- [TASK REQUIREMENTS] The line containing "mod validator;" marks the end: write out exactly every line from the first line of the data below through that line, and only those.

(Excerpts from a dataset)
+ + + + + + +

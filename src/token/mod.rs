//! Compact signed tokens: claims, wire codec, signing and verification.
//!
//! Tokens are `header.claims.signature` strings with base64url-unpadded JSON
//! segments, signed HS512 (symmetric mode) or RS256 (asymmetric mode).
//! Timestamps (`iat`/`exp`) are epoch milliseconds.

mod issuer;
mod validator;

pub use issuer::{
    AUTH_TTL_CEILING, ExpiryPolicy, REFRESH_TTL_FLOOR, TRANSACTION_TOKEN_TTL, TokenIssuer,
    TokenPair,
};
pub use validator::{KeySelector, TokenValidator};

use base64ct::{Base64UrlUnpadded, Encoding};
use hmac::{Hmac, Mac};
use rsa::pkcs1v15::{Signature, SigningKey, VerifyingKey};
use rsa::signature::{SignatureEncoding, Signer, Verifier};
use serde::{Deserialize, Serialize, de::DeserializeOwned};
use sha2::{Sha256, Sha512};
use std::collections::BTreeMap;
use thiserror::Error;

use crate::keys::{Algorithm, KeyMaterial, ValidatorKey};

/// Role written into tokens that don't ask for one.
pub const DEFAULT_ROLE: &str = "User";

/// Role reported for tokens that carry no `rol` claim at all: unclaimed
/// tokens are least-privileged.
pub const PUBLIC_ROLE: &str = "Public";

#[derive(Debug, Error)]
pub enum TokenError {
    #[error("invalid token format")]
    TokenFormat,
    #[error("invalid base64url encoding")]
    Base64,
    #[error("invalid json")]
    Json(#[from] serde_json::Error),
    #[error("unsupported algorithm: {0}")]
    UnsupportedAlg(String),
    #[error("invalid signature")]
    InvalidSignature,
    #[error("invalid issuer")]
    IssuerMismatch,
    #[error("token expired")]
    Expired,
    #[error("key material cannot sign")]
    NotASigningKey,
    #[error("failed to sign token")]
    Signing,
}

#[derive(Debug, Clone, Serialize, Deserialize, PartialEq, Eq)]
pub struct TokenHeader {
    pub alg: String,
    pub typ: String,
}

impl TokenHeader {
    #[must_use]
    pub fn for_algorithm(algorithm: Algorithm) -> Self {
        Self {
            alg: algorithm.as_str().to_string(),
            typ: "JWT".to_string(),
        }
    }
}

/// Token payload. Reserved members are typed fields; anything else the
/// caller supplied rides along in `extra`.
#[derive(Debug, Clone, Serialize, Deserialize, PartialEq)]
pub struct Claims {
    /// Subject (user id).
    pub sub: String,
    /// Issuer.
    pub iss: String,
    /// Audience.
    pub aud: String,
    /// Unique token id, fresh per token.
    pub jti: String,
    /// Role; absent on tokens from issuers that don't assign one.
    #[serde(skip_serializing_if = "Option::is_none")]
    pub rol: Option<String>,
    /// Issued-at, epoch milliseconds.
    pub iat: i64,
    /// Expiry, epoch milliseconds.
    pub exp: i64,
    #[serde(flatten)]
    pub extra: BTreeMap<String, serde_json::Value>,
}

impl Claims {
    /// Whether the token is expired at `now_millis`.
    #[must_use]
    pub fn is_expired_at(&self, now_millis: i64) -> bool {
        self.exp <= now_millis
    }

    /// The role, defaulting to [`PUBLIC_ROLE`] when unclaimed.
    #[must_use]
    pub fn role(&self) -> &str {
        self.rol.as_deref().unwrap_or(PUBLIC_ROLE)
    }
}

fn b64e_json<T: Serialize>(value: &T) -> Result<String, TokenError> {
    let json = serde_json::to_vec(value)?;
    Ok(Base64UrlUnpadded::encode_string(&json))
}

fn b64d_json<T: DeserializeOwned>(s: &str) -> Result<T, TokenError> {
    let bytes = Base64UrlUnpadded::decode_vec(s).map_err(|_| TokenError::Base64)?;
    Ok(serde_json::from_slice(&bytes)?)
}

fn split_token(token: &str) -> Result<(&str, &str, &str), TokenError> {
    let mut parts = token.split('.');
    let header = parts.next().ok_or(TokenError::TokenFormat)?;
    let claims = parts.next().ok_or(TokenError::TokenFormat)?;
    let signature = parts.next().ok_or(TokenError::TokenFormat)?;
    if parts.next().is_some() {
        return Err(TokenError::TokenFormat);
    }
    Ok((header, claims, signature))
}

/// Sign `claims` into a compact token with the given key material.
///
/// # Errors
///
/// Returns an error if encoding fails, the key material is validation-only,
/// or the signing operation itself fails.
pub(crate) fn sign(claims: &Claims, key: &KeyMaterial) -> Result<String, TokenError> {
    let header = match key {
        KeyMaterial::Symmetric { .. } => TokenHeader::for_algorithm(Algorithm::Hs512),
        KeyMaterial::AsymmetricPair { .. } => TokenHeader::for_algorithm(Algorithm::Rs256),
        KeyMaterial::ExternalPublicKey { .. } => return Err(TokenError::NotASigningKey),
    };

    let header_b64 = b64e_json(&header)?;
    let claims_b64 = b64e_json(claims)?;
    let signing_input = format!("{header_b64}.{claims_b64}");

    let signature_bytes = match key {
        KeyMaterial::Symmetric { secret } => {
            let mut mac = Hmac::<Sha512>::new_from_slice(secret)
                .map_err(|_| TokenError::Signing)?;
            mac.update(signing_input.as_bytes());
            mac.finalize().into_bytes().to_vec()
        }
        KeyMaterial::AsymmetricPair { private_key, .. } => {
            let signing_key = SigningKey::<Sha256>::new((**private_key).clone());
            let signature: Signature = signing_key
                .try_sign(signing_input.as_bytes())
                .map_err(|_| TokenError::Signing)?;
            signature.to_vec()
        }
        KeyMaterial::ExternalPublicKey { .. } => return Err(TokenError::NotASigningKey),
    };

    let signature_b64 = Base64UrlUnpadded::encode_string(&signature_bytes);
    Ok(format!("{signing_input}.{signature_b64}"))
}

/// Verify a compact token and return its decoded claims.
///
/// Checks run in order: structure, header, algorithm/key agreement,
/// signature, issuer, expiry — so a tampered token never reaches the claim
/// checks.
///
/// # Errors
///
/// Returns the typed failure for the first check that does not hold.
pub(crate) fn verify(
    token: &str,
    key: &ValidatorKey,
    expected_issuer: &str,
    now_millis: i64,
) -> Result<Claims, TokenError> {
    let (header_b64, claims_b64, signature_b64) = split_token(token)?;

    let header: TokenHeader = b64d_json(header_b64)?;
    let signing_input = format!("{header_b64}.{claims_b64}");
    let signature_bytes =
        Base64UrlUnpadded::decode_vec(signature_b64).map_err(|_| TokenError::Base64)?;

    match (header.alg.as_str(), key) {
        ("HS512", ValidatorKey::Hmac(secret)) => {
            let mut mac = Hmac::<Sha512>::new_from_slice(secret)
                .map_err(|_| TokenError::InvalidSignature)?;
            mac.update(signing_input.as_bytes());
            mac.verify_slice(&signature_bytes)
                .map_err(|_| TokenError::InvalidSignature)?;
        }
        ("RS256", ValidatorKey::Rsa(public_key)) => {
            let verifying_key = VerifyingKey::<Sha256>::new(public_key.clone());
            let signature = Signature::try_from(signature_bytes.as_slice())
                .map_err(|_| TokenError::InvalidSignature)?;
            verifying_key
                .verify(signing_input.as_bytes(), &signature)
                .map_err(|_| TokenError::InvalidSignature)?;
        }
        _ => return Err(TokenError::UnsupportedAlg(header.alg)),
    }

    let claims: Claims = b64d_json(claims_b64)?;
    if claims.iss != expected_issuer {
        return Err(TokenError::IssuerMismatch);
    }
    if claims.is_expired_at(now_millis) {
        return Err(TokenError::Expired);
    }

    Ok(claims)
}
//! External identity provider plumbing: JWKS fetch and background refresh.
//!
//! Everything here runs off the request path. A failed refresh keeps the
//! previously adopted key in place; validation never goes dark because the
//! provider had a bad day.

use anyhow::{Context, Result};
use std::sync::Arc;
use std::time::Duration;
use tokio::{task::JoinHandle, time::sleep};
use tracing::{error, info, warn};

use super::{JwkSet, KeyStore};
use crate::config::ExternalProviderConfig;

pub const APP_USER_AGENT: &str = concat!(env!("CARGO_PKG_NAME"), "/", env!("CARGO_PKG_VERSION"));

const REFRESH_ATTEMPTS: u32 = 3;

/// Fetch and decode a JWKS document.
///
/// # Errors
///
/// Returns an error if the request fails, the endpoint answers with an error
/// status, or the body is not a valid JWKS document.
pub async fn fetch_jwks(client: &reqwest::Client, url: &str) -> Result<JwkSet> {
    let response = client
        .get(url)
        .send()
        .await
        .with_context(|| format!("failed to fetch JWKS from {url}"))?
        .error_for_status()
        .context("JWKS endpoint returned an error status")?;

    let jwks: JwkSet = response
        .json()
        .await
        .context("failed to decode JWKS document")?;

    Ok(jwks)
}

/// Fetch the provider JWKS and adopt its first RSA signature key into the
/// store.
///
/// # Errors
///
/// Returns an error if the fetch fails, the document carries no usable RSA
/// key, or the key cannot be decoded.
pub async fn refresh_external_key(
    client: &reqwest::Client,
    jwks_url: &str,
    issuer: &str,
    store: &KeyStore,
) -> Result<()> {
    let jwks = fetch_jwks(client, jwks_url).await?;
    let jwk = jwks
        .first_signature_key()
        .context("JWKS document contains no RSA signature key")?;
    store.adopt_external_jwk(jwk, issuer)?;

    info!(
        issuer,
        kid = jwk.kid.as_deref().unwrap_or("-"),
        "external validator key refreshed"
    );

    Ok(())
}

/// Spawn the periodic JWKS refresh task.
///
/// Each cycle retries up to three times with exponential backoff; after that
/// the previous key stays active until the next interval.
pub fn spawn_refresh(store: Arc<KeyStore>, config: ExternalProviderConfig) -> JoinHandle<()> {
    tokio::spawn(async move {
        let client = match reqwest::Client::builder()
            .user_agent(APP_USER_AGENT)
            .build()
        {
            Ok(client) => client,
            Err(err) => {
                error!("Failed to build JWKS HTTP client: {err}");
                return;
            }
        };

        loop {
            for attempt in 1..=REFRESH_ATTEMPTS {
                let backoff_time = 2u64.pow(attempt - 1);

                if attempt > 1 {
                    warn!("Backing off for {} seconds", backoff_time);
                    sleep(Duration::from_secs(backoff_time)).await;
                }

                match refresh_external_key(&client, &config.jwks_url, &config.issuer, &store).await
                {
                    Ok(()) => break,
                    Err(err) => {
                        error!("Failed to refresh external key: {err:#}");

                        if attempt == REFRESH_ATTEMPTS {
                            warn!("Keeping previous validator key until next refresh");
                        }
                    }
                }
            }

            sleep(config.refresh_interval).await;
        }
    })
}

+ + + + + + +

- [RESULT OF THIS EXERCISE]
filename src/token/mod.rs
//! Compact signed tokens: claims, wire codec, signing and verification.
//!
//! Tokens are `header.claims.signature` strings with base64url-unpadded JSON
//! segments, signed HS512 (symmetric mode) or RS256 (asymmetric mode).
//! Timestamps (`iat`/`exp`) are epoch milliseconds.

mod issuer;
mod validator;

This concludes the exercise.